Yesterday my colleague Kate Riga noted a trap Senate Democrats keep falling into: in an effort to court Republican defectors they temper their criticism of the various Trump nominees. But since there are and will be no defectors they lose on both sides of the equation, gaining no defectors and making their critiques tepid and forgettable. This is unquestionably true. But we can go a step further still. Far from courting potential defectors, they should be attacking them.
If trying to court Republican defectors is a futile effort, who should the Democrats be trying to court? This article seems deliberately vague on that point. The article implies that the Democrats should make less tepid, less forgettable critiques of Trump nominees, that they should attack them, even, but for what reason? Seemingly, it's to court people other than Republican defectors, but who would that be? Relatively moderate, neoliberal technocrats? Do any still exist?
I think you're targeting people that have become apathetic and disengaged from the political process because they don't see anyone actually fighting for them. Someone willing to attack the existing power structure on your behalf is a very appealing proposition to most people in our political climate.
In a few months, Joe Biden will still be complicit in Israel's child-killing operation and we'll all still be mocking the people who defended or ignored it for the cowards they are.
You didn't vote for anyone. If you actually cared about not supporting genocide, you could've voted third party.
Anyways, my point was that Trump isn't going to be any better for Palestine. And yet, you're accusing Harris voters of supporting genocide, when they just wanted to prevent the other atrocities Trump is committing elsewhere.
Your election logic is ridiculous and you need to get over yourself. It's clear that you don't care about genocide at all, but you care whether someone votes for a third party or not at all? THAT'S your priority?
Listen to yourself 😂😂😂 Do you lick your windowsill or something? Did you put a Q-tip in there a little too deep?

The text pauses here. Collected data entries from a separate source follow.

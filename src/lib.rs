//! Mock Studio
//!
//! A mock banking-administration API whose endpoints can be invented at
//! runtime. Administrators register mock definitions over HTTP and every
//! request that misses the management routes is answered by the mock engine.
//!
//! # Features
//!
//! - **Dynamic Mocks**: Register method + path stubs over the API, no restart
//! - **Conditional Rules**: First-match rules over query, headers, body, params
//! - **Expression Conditions**: A small boolean expression language for
//!   predicates that single-field operators cannot express
//! - **Dynamic Templates**: Use Handlebars templates for dynamic responses
//! - **Latency Simulation**: Per-mock fixed delays
//! - **Failure Injection**: Per-mock probabilistic 500 responses
//! - **Persistence**: Debounced JSON snapshots of the in-memory dataset
//!
//! # Example Mock
//!
//! ```json
//! {
//!   "name": "vip lookup",
//!   "method": "GET",
//!   "path": "/accounts",
//!   "response_body": {"tier": "standard"},
//!   "rules": [
//!     {
//!       "name": "vip",
//!       "conditions": [
//!         {"source": "query", "key": "tier", "operator": "equals", "value": "vip"}
//!       ],
//!       "response": {"body": {"tier": "vip"}, "status_code": 200}
//!     }
//!   ]
//! }
//! ```

pub mod auth;
pub mod config;
pub mod dispatch;
pub mod entities;
pub mod error;
pub mod evaluator;
pub mod expr;
pub mod fault;
pub mod model;
pub mod registry;
pub mod selector;
pub mod server;
pub mod store;
pub mod template;

pub use config::ServerConfig;
pub use error::ApiError;
pub use model::{Condition, ConditionOperator, ConditionSource, MockDefinition, Rule};
pub use server::AppState;
pub use store::Store;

Most people never defended or ignored it. They simply believed Trump to be a worse choice, and not voting to be equivalent to not caring which choice is chosen.
Most people never defended or ignored it. They simply believed Trump to be a worse choice
"No your honor, I was not beating that person, I was merely moving my arm up and down in a beating sort of motion. If that resulted in that person being beaten, thats simply not my fault"
Come on now @feathercrown, There needs to be a reconning with the Dem leadership having funded a genocide in order for things to move forward. Or we can continue marching toward our own extinction. You're trying to win elections here, that means swaying large groups of people-- not pointing fingers on social media posts.
And as to your other assertion:
not voting to be equivalent to not caring which choice is chosen
OR, people wouldnt actively participate in immorality of that magnitude. Both candidates obviously broke major laws and so are criminals who belong behind bars, at minimum. We should all be insisting our laws be followed rather than simply gaming for the criminal wearing our parties colors to win. This isnt football. But hey, keep following your plan, its working so well.
A people are a nation. I thought we had agreed that we are a nation of laws?
I wrote a very long response but it appears to have vanished into the ether when I sent it so I'll summarize here: Don't assume how I vote, and voting is a relative choice, not a wholehearted personal endorsement. I legitimately believe Trump to be a bigger threat on the whole than Harris would be, to Palestine, Ukraine, and the US itself. Not voting isn't choosing "none of the above", and makes you complicit in the result that everyone else has chosen, since you have not reduced the chance of either candidate winning. The only legitimate protest against two equally bad options is voting third party. That's all the points with none of the arguments, so if you disagree, I can explain in more detail.
The defectors the article is talking about are Republican senators. The author links to the piece about the trap:
When I followed up, asking whether Republican senators had voiced any qualms about Patel, he said they had “at first” but that he hadn’t followed up because he’s being “very careful” in a “delicate period of time.”
This is the trap Democrats keep falling into. They don’t want to come out against a Trump nominee too aggressively, out of fear of alienating Republican fence-sitters. But in the same breath, they’ll tell you that Republicans aren’t actually open to listening to what they say, as they’re determined to pass Trump’s fealty tests. So Democrats land in a place where they can neither mount an aggressive campaign, perhaps at least incurring some cost to the Republicans senators and the Trump administration, nor have any hope of swaying their GOP colleagues to their side.
Instead of worrying about the sensitivities of their colleagues, go all out against the nominee so they think confirming the nominee is an electoral risk. It's a play to their voters.
The article implies that the Democrats should make less tepid, less forgettable critiques of Trump nominees, that they should attack them, even, but for what reason?
Because they are objectively awful choices, several of which are severe national security threats in and of themselves?
If they bothered to have a platform at all anymore itd be pretty obvious who to court. But they dont stand for issues anymore-- they stand for a smug low performing sort of centrism as if that was in itself a goal.